EXERCISE INSTRUCTIONS:
Once you reach the line containing "repository 2d4a6147c06ee175" in the data below, restate each line word for word up to and including the one containing "inside a transaction.".

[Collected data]

--

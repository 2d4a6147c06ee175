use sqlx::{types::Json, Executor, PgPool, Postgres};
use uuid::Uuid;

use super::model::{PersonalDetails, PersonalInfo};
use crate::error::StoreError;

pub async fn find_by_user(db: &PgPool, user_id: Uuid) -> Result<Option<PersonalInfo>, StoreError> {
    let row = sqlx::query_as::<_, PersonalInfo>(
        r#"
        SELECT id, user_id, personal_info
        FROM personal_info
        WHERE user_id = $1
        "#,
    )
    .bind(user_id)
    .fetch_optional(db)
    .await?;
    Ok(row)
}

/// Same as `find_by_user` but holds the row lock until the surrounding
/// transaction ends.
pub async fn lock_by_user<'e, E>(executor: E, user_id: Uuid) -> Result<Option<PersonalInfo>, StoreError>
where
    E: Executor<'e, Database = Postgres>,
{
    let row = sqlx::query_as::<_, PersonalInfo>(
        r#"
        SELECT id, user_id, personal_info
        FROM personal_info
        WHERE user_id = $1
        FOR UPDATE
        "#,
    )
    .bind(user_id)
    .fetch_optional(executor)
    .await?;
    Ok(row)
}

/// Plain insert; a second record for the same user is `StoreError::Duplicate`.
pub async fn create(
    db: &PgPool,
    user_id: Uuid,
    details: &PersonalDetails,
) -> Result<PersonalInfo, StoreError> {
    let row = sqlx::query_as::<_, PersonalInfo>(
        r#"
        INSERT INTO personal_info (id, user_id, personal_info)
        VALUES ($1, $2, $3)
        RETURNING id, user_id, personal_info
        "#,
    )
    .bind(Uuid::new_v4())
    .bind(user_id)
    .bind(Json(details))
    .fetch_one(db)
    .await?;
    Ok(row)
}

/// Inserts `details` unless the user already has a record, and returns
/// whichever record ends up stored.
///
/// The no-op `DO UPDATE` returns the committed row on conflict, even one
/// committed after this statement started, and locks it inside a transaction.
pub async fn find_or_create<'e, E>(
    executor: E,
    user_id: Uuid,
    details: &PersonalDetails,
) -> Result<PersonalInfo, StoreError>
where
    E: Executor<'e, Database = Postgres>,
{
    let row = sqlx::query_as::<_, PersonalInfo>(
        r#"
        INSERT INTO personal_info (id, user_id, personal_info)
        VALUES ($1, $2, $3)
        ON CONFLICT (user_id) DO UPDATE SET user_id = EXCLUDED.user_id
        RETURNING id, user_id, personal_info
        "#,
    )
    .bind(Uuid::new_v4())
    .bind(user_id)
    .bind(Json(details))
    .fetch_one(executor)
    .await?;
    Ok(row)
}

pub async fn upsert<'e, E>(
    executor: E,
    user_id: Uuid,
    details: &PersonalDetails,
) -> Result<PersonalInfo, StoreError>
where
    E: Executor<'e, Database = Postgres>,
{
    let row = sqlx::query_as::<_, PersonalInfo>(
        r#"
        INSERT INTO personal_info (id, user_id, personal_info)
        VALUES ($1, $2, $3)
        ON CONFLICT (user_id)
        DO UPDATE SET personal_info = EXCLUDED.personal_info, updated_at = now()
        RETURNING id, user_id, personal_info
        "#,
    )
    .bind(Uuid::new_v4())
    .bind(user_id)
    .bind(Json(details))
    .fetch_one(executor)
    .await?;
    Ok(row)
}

--

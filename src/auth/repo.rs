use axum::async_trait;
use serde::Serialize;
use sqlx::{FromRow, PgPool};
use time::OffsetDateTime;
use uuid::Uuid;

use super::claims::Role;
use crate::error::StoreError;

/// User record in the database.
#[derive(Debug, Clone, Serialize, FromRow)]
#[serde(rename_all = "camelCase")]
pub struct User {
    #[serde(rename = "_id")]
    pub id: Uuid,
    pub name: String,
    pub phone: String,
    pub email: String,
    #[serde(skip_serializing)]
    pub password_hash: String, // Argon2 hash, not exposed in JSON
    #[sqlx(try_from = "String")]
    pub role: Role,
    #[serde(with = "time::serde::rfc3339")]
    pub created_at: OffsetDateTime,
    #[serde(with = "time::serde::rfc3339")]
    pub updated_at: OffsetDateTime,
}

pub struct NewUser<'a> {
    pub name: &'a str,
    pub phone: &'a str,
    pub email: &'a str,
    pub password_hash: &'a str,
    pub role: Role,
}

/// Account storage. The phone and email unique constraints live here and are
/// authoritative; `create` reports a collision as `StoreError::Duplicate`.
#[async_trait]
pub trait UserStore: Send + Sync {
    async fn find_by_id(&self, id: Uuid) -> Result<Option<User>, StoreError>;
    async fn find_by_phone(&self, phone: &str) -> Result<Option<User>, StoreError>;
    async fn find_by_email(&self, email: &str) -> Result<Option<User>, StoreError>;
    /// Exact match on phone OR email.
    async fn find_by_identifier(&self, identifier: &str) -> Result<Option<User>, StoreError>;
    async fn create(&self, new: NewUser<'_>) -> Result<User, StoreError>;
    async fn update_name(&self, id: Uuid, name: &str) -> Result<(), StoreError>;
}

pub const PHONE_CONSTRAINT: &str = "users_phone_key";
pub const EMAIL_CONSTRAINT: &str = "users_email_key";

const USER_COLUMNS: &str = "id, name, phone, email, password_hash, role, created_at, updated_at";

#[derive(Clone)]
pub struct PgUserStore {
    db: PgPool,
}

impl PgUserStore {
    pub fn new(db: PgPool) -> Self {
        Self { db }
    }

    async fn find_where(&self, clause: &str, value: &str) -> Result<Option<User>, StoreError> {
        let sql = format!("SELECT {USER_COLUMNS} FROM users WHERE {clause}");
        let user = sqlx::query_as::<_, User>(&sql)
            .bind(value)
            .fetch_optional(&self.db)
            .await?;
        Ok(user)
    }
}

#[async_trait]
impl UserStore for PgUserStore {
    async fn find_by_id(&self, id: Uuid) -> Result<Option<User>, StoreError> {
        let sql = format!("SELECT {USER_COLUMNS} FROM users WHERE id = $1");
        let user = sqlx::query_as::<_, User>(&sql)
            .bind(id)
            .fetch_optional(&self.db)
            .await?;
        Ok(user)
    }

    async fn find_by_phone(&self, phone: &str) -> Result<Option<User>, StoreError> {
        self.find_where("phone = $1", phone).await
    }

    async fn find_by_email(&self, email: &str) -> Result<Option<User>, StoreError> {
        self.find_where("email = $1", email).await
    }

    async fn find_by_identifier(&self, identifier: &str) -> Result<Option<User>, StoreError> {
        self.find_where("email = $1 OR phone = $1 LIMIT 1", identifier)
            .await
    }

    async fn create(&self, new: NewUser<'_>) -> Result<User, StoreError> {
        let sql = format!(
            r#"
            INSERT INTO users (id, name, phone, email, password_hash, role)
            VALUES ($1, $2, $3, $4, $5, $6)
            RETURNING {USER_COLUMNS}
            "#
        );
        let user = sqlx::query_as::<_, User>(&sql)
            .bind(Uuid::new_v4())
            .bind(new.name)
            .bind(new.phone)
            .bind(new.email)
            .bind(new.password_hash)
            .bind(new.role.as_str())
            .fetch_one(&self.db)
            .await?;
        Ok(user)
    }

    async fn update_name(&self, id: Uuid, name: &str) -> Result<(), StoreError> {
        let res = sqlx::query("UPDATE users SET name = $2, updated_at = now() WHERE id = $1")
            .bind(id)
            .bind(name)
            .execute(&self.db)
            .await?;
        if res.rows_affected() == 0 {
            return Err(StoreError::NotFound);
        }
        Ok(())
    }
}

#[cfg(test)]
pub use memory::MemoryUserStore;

--

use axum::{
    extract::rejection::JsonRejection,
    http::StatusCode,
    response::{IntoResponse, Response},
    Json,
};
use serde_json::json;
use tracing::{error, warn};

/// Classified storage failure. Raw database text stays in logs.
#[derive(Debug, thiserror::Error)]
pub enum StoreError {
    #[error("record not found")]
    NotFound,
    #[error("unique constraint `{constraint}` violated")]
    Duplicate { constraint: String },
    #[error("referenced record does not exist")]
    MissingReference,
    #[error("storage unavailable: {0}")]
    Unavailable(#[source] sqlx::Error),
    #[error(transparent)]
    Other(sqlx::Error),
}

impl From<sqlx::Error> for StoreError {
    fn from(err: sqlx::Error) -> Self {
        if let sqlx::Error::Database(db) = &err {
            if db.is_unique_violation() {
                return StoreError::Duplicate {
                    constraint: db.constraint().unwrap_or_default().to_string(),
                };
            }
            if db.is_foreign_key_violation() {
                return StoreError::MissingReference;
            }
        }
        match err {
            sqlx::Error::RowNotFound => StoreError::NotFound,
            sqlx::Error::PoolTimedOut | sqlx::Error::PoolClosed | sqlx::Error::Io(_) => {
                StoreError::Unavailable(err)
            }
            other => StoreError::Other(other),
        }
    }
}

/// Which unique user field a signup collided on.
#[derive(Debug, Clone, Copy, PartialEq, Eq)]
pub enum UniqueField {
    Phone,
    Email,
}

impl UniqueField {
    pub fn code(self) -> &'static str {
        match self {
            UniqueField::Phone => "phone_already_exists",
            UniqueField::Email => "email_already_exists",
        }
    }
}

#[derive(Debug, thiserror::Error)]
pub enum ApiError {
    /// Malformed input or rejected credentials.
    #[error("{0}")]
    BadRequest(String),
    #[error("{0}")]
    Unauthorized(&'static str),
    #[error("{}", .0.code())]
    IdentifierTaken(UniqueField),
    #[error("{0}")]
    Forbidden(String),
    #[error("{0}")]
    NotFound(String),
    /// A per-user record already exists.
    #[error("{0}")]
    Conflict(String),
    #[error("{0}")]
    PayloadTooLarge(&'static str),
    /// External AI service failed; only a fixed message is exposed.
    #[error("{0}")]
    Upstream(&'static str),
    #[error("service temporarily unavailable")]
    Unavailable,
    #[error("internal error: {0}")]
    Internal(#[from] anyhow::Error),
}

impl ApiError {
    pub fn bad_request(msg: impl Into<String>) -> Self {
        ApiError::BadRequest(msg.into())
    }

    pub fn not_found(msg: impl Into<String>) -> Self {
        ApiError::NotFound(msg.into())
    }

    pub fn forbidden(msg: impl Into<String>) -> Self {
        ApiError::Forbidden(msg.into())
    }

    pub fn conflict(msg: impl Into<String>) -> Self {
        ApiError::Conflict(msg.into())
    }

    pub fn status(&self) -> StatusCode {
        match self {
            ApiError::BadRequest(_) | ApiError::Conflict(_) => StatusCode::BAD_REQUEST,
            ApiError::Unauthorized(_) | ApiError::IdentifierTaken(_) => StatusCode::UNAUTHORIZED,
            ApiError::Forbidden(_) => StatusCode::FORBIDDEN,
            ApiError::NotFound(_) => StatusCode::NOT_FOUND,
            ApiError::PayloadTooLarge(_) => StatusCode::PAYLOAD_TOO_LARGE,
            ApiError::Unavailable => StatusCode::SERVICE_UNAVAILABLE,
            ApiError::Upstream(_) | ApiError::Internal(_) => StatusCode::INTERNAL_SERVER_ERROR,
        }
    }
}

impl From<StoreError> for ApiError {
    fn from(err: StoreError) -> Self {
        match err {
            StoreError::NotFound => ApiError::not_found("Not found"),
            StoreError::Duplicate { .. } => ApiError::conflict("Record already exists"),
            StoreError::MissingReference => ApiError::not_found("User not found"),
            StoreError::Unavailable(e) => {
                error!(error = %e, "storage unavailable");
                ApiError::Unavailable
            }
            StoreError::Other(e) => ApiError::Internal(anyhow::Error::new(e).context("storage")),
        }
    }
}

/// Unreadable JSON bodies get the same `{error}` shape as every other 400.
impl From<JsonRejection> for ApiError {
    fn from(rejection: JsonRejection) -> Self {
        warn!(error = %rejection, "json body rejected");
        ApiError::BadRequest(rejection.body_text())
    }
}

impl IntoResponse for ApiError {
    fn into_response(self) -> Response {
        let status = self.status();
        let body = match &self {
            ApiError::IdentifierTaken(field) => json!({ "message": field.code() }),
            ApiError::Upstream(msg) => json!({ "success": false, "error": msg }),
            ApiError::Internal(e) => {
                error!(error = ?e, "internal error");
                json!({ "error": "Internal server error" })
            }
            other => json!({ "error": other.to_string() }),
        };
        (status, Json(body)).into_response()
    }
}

--

YOUR RESPONSE:
repository 2d4a6147c06ee175
use sqlx::{types::Json, Executor, PgPool, Postgres};
use uuid::Uuid;

use super::model::{PersonalDetails, PersonalInfo};
use crate::error::StoreError;

pub async fn find_by_user(db: &PgPool, user_id: Uuid) -> Result<Option<PersonalInfo>, StoreError> {
    let row = sqlx::query_as::<_, PersonalInfo>(
        r#"
        SELECT id, user_id, personal_info
        FROM personal_info
        WHERE user_id = $1
        "#,
    )
    .bind(user_id)
    .fetch_optional(db)
    .await?;
    Ok(row)
}

/// Same as `find_by_user` but holds the row lock until the surrounding
/// transaction ends.
pub async fn lock_by_user<'e, E>(executor: E, user_id: Uuid) -> Result<Option<PersonalInfo>, StoreError>
where
    E: Executor<'e, Database = Postgres>,
{
    let row = sqlx::query_as::<_, PersonalInfo>(
        r#"
        SELECT id, user_id, personal_info
        FROM personal_info
        WHERE user_id = $1
        FOR UPDATE
        "#,
    )
    .bind(user_id)
    .fetch_optional(executor)
    .await?;
    Ok(row)
}

/// Plain insert; a second record for the same user is `StoreError::Duplicate`.
pub async fn create(
    db: &PgPool,
    user_id: Uuid,
    details: &PersonalDetails,
) -> Result<PersonalInfo, StoreError> {
    let row = sqlx::query_as::<_, PersonalInfo>(
        r#"
        INSERT INTO personal_info (id, user_id, personal_info)
        VALUES ($1, $2, $3)
        RETURNING id, user_id, personal_info
        "#,
    )
    .bind(Uuid::new_v4())
    .bind(user_id)
    .bind(Json(details))
    .fetch_one(db)
    .await?;
    Ok(row)
}

/// Inserts `details` unless the user already has a record, and returns
/// whichever record ends up stored.
///
/// The no-op `DO UPDATE` returns the committed row on conflict, even one
/// committed after this statement started, and locks it inside a transaction.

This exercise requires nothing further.